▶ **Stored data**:
********************
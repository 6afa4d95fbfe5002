use std::collections::{BTreeSet, HashMap};

use async_trait::async_trait;
use tasklane_application::{AuthorizationRepository, SecurityAdminRepository};
use tasklane_core::{AppError, AppResult, OrganizationId, UserId};
use tasklane_domain::{
    DelegationId, Membership, MembershipRole, Permission, PermissionDelegation,
    ResourcePermission, ResourcePermissionId, Role, RoleGrant, RoleId, RoleKey,
};
use tokio::sync::RwLock;

/// In-memory store backing both the resolution and administration ports.
///
/// Memberships and teams have no administration port; they are seeded through
/// [`InMemorySecurityStore::upsert_membership`] and
/// [`InMemorySecurityStore::add_team_member`].
#[derive(Debug, Default)]
pub struct InMemorySecurityStore {
    memberships: RwLock<HashMap<(OrganizationId, UserId), Membership>>,
    roles: RwLock<HashMap<RoleId, Role>>,
    teams: RwLock<HashMap<(OrganizationId, UserId), BTreeSet<String>>>,
    delegations: RwLock<Vec<PermissionDelegation>>,
    resource_permissions: RwLock<Vec<ResourcePermission>>,
}

impl InMemorySecurityStore {
    /// Creates an empty store.
    #[must_use]
    pub fn new() -> Self {
        Self::default()
    }

    /// Inserts or replaces a membership.
    pub async fn upsert_membership(&self, membership: Membership) {
        self.memberships.write().await.insert(
            (membership.organization_id, membership.user_id),
            membership,
        );
    }

    /// Adds a user to a team of the organization.
    pub async fn add_team_member(
        &self,
        organization_id: OrganizationId,
        team_id: impl Into<String>,
        user_id: UserId,
    ) {
        self.teams
            .write()
            .await
            .entry((organization_id, user_id))
            .or_default()
            .insert(team_id.into());
    }

    async fn role_in(&self, organization_id: OrganizationId, role_id: RoleId) -> Option<Role> {
        self.roles
            .read()
            .await
            .get(&role_id)
            .filter(|role| role.organization_id == organization_id)
            .cloned()
    }

    async fn membership(
        &self,
        organization_id: OrganizationId,
        user_id: UserId,
    ) -> Option<Membership> {
        self.memberships
            .read()
            .await
            .get(&(organization_id, user_id))
            .cloned()
    }
}

#[async_trait]
impl AuthorizationRepository for InMemorySecurityStore {
    async fn find_membership(
        &self,
        organization_id: OrganizationId,
        user_id: UserId,
    ) -> AppResult<Option<Membership>> {
        Ok(self.membership(organization_id, user_id).await)
    }

    async fn find_role(
        &self,
        organization_id: OrganizationId,
        role_id: RoleId,
    ) -> AppResult<Option<Role>> {
        Ok(self.role_in(organization_id, role_id).await)
    }

    async fn list_team_ids(
        &self,
        organization_id: OrganizationId,
        user_id: UserId,
    ) -> AppResult<BTreeSet<String>> {
        Ok(self
            .teams
            .read()
            .await
            .get(&(organization_id, user_id))
            .cloned()
            .unwrap_or_default())
    }

    async fn list_delegations_for_delegatee(
        &self,
        organization_id: OrganizationId,
        user_id: UserId,
    ) -> AppResult<Vec<PermissionDelegation>> {
        Ok(self
            .delegations
            .read()
            .await
            .iter()
            .filter(|delegation| {
                delegation.organization_id == organization_id
                    && delegation.delegatee_id == user_id
                    && delegation.active
            })
            .cloned()
            .collect())
    }

    async fn list_resource_permissions_for_user(
        &self,
        organization_id: OrganizationId,
        user_id: UserId,
    ) -> AppResult<Vec<ResourcePermission>> {
        Ok(self
            .resource_permissions
            .read()
            .await
            .iter()
            .filter(|grant| {
                grant.organization_id == organization_id
                    && grant.user_id == user_id
                    && grant.revoked_at.is_none()
            })
            .cloned()
            .collect())
    }
}

#[async_trait]
impl SecurityAdminRepository for InMemorySecurityStore {
    async fn list_roles(&self, organization_id: OrganizationId) -> AppResult<Vec<Role>> {
        let mut roles: Vec<Role> = self
            .roles
            .read()
            .await
            .values()
            .filter(|role| role.organization_id == organization_id)
            .cloned()
            .collect();
        roles.sort_by(|left, right| {
            right
                .priority
                .cmp(&left.priority)
                .then_with(|| left.key.as_str().cmp(right.key.as_str()))
        });

        Ok(roles)
    }

    async fn find_role(
        &self,
        organization_id: OrganizationId,
        role_id: RoleId,
    ) -> AppResult<Option<Role>> {
        Ok(self.role_in(organization_id, role_id).await)
    }

    async fn find_role_by_key(
        &self,
        organization_id: OrganizationId,
        key: &RoleKey,
    ) -> AppResult<Option<Role>> {
        Ok(self
            .roles
            .read()
            .await
            .values()
            .find(|role| role.organization_id == organization_id && &role.key == key)
            .cloned())
    }

    async fn create_role(&self, role: &Role) -> AppResult<()> {
        let mut roles = self.roles.write().await;
        if roles.values().any(|existing| {
            existing.organization_id == role.organization_id && existing.key == role.key
        }) {
            return Err(AppError::Conflict(format!(
                "role key '{}' is already taken",
                role.key
            )));
        }

        roles.insert(role.id, role.clone());
        Ok(())
    }

    async fn update_role(&self, role: &Role) -> AppResult<()> {
        let mut roles = self.roles.write().await;
        let stored = roles
            .get_mut(&role.id)
            .filter(|stored| stored.organization_id == role.organization_id)
            .ok_or_else(|| AppError::NotFound(format!("role '{}' not found", role.id)))?;
        stored.name = role.name.clone();
        stored.priority = role.priority;

        Ok(())
    }

    async fn delete_role(&self, organization_id: OrganizationId, role_id: RoleId) -> AppResult<()> {
        if self.count_role_memberships(organization_id, role_id).await? > 0
            || self.count_role_delegations(organization_id, role_id).await? > 0
        {
            return Err(AppError::Conflict(format!(
                "role '{role_id}' is still referenced by memberships or delegations"
            )));
        }

        let mut roles = self.roles.write().await;
        match roles.get(&role_id) {
            Some(role) if role.organization_id == organization_id => {
                roles.remove(&role_id);
                Ok(())
            }
            _ => Err(AppError::NotFound(format!("role '{role_id}' not found"))),
        }
    }

    async fn count_role_memberships(
        &self,
        organization_id: OrganizationId,
        role_id: RoleId,
    ) -> AppResult<u64> {
        let count = self
            .memberships
            .read()
            .await
            .values()
            .filter(|membership| {
                membership.organization_id == organization_id
                    && membership.role_id() == Some(role_id)
            })
            .count();

        Ok(count as u64)
    }

    async fn count_role_delegations(
        &self,
        organization_id: OrganizationId,
        role_id: RoleId,
    ) -> AppResult<u64> {
        let count = self
            .delegations
            .read()
            .await
            .iter()
            .filter(|delegation| {
                delegation.organization_id == organization_id
                    && delegation.role_id == Some(role_id)
            })
            .count();

        Ok(count as u64)
    }

    async fn add_role_grant(
        &self,
        organization_id: OrganizationId,
        role_id: RoleId,
        grant: &RoleGrant,
    ) -> AppResult<()> {
        let mut roles = self.roles.write().await;
        let role = roles
            .get_mut(&role_id)
            .filter(|role| role.organization_id == organization_id)
            .ok_or_else(|| AppError::NotFound(format!("role '{role_id}' not found")))?;
        if role
            .grants
            .iter()
            .any(|existing| existing.permission == grant.permission)
        {
            return Err(AppError::Conflict(format!(
                "role '{role_id}' already grants '{}:{}'",
                grant.permission.resource_type, grant.permission.action
            )));
        }

        role.grants.push(grant.clone());
        Ok(())
    }

    async fn remove_role_grant(
        &self,
        organization_id: OrganizationId,
        role_id: RoleId,
        permission: Permission,
    ) -> AppResult<()> {
        let mut roles = self.roles.write().await;
        let role = roles
            .get_mut(&role_id)
            .filter(|role| role.organization_id == organization_id)
            .ok_or_else(|| AppError::NotFound(format!("role '{role_id}' not found")))?;
        let before = role.grants.len();
        role.grants
            .retain(|grant| grant.permission.resolve() != Some(permission));
        if role.grants.len() == before {
            return Err(AppError::NotFound(format!(
                "role '{role_id}' does not grant '{permission}'"
            )));
        }

        Ok(())
    }

    async fn find_membership(
        &self,
        organization_id: OrganizationId,
        user_id: UserId,
    ) -> AppResult<Option<Membership>> {
        Ok(self.membership(organization_id, user_id).await)
    }

    async fn set_membership_role(
        &self,
        organization_id: OrganizationId,
        user_id: UserId,
        role: MembershipRole,
    ) -> AppResult<Membership> {
        let mut memberships = self.memberships.write().await;
        let membership = memberships
            .get_mut(&(organization_id, user_id))
            .ok_or_else(|| {
                AppError::NotFound(format!(
                    "user '{user_id}' is not a member of organization '{organization_id}'"
                ))
            })?;
        membership.role = role;

        Ok(membership.clone())
    }

    async fn create_delegation(&self, delegation: &PermissionDelegation) -> AppResult<()> {
        let mut delegations = self.delegations.write().await;
        if delegations.iter().any(|stored| stored.id == delegation.id) {
            return Err(AppError::Conflict(format!(
                "delegation '{}' already exists",
                delegation.id
            )));
        }

        delegations.push(delegation.clone());
        Ok(())
    }

    async fn find_delegation(
        &self,
        organization_id: OrganizationId,
        delegation_id: DelegationId,
    ) -> AppResult<Option<PermissionDelegation>> {
        Ok(self
            .delegations
            .read()
            .await
            .iter()
            .find(|delegation| {
                delegation.organization_id == organization_id && delegation.id == delegation_id
            })
            .cloned())
    }

    async fn save_delegation(&self, delegation: &PermissionDelegation) -> AppResult<()> {
        let mut delegations = self.delegations.write().await;
        let stored = delegations
            .iter_mut()
            .find(|stored| {
                stored.id == delegation.id && stored.organization_id == delegation.organization_id
            })
            .ok_or_else(|| {
                AppError::NotFound(format!("delegation '{}' not found", delegation.id))
            })?;
        *stored = delegation.clone();

        Ok(())
    }

    async fn list_delegations(
        &self,
        organization_id: OrganizationId,
        user_id: Option<UserId>,
    ) -> AppResult<Vec<PermissionDelegation>> {
        Ok(self
            .delegations
            .read()
            .await
            .iter()
            .filter(|delegation| {
                delegation.organization_id == organization_id
                    && user_id.is_none_or(|user_id| {
                        delegation.delegator_id == user_id || delegation.delegatee_id == user_id
                    })
            })
            .cloned()
            .collect())
    }

    async fn create_resource_permission(&self, grant: &ResourcePermission) -> AppResult<()> {
        let mut grants = self.resource_permissions.write().await;
        if grants.iter().any(|stored| stored.id == grant.id) {
            return Err(AppError::Conflict(format!(
                "resource permission '{}' already exists",
                grant.id
            )));
        }

        grants.push(grant.clone());
        Ok(())
    }

    async fn find_resource_permission(
        &self,
        organization_id: OrganizationId,
        resource_permission_id: ResourcePermissionId,
    ) -> AppResult<Option<ResourcePermission>> {
        Ok(self
            .resource_permissions
            .read()
            .await
            .iter()
            .find(|grant| {
                grant.organization_id == organization_id && grant.id == resource_permission_id
            })
            .cloned())
    }

    async fn save_resource_permission(&self, grant: &ResourcePermission) -> AppResult<()> {
        let mut grants = self.resource_permissions.write().await;
        let stored = grants
            .iter_mut()
            .find(|stored| stored.id == grant.id && stored.organization_id == grant.organization_id)
            .ok_or_else(|| {
                AppError::NotFound(format!("resource permission '{}' not found", grant.id))
            })?;
        *stored = grant.clone();

        Ok(())
    }

    async fn list_resource_permissions(
        &self,
        organization_id: OrganizationId,
        user_id: Option<UserId>,
    ) -> AppResult<Vec<ResourcePermission>> {
        Ok(self
            .resource_permissions
            .read()
            .await
            .iter()
            .filter(|grant| {
                grant.organization_id == organization_id
                    && user_id.is_none_or(|user_id| grant.user_id == user_id)
            })
            .cloned()
            .collect())
    }
}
********************
▶ **AIM OF THE TASK**: Count every line in the data that contains the word "ResourcePermissionId", then give that count and nothing else.

▶ **OUTPUT FOR THIS EXERCISE**: 2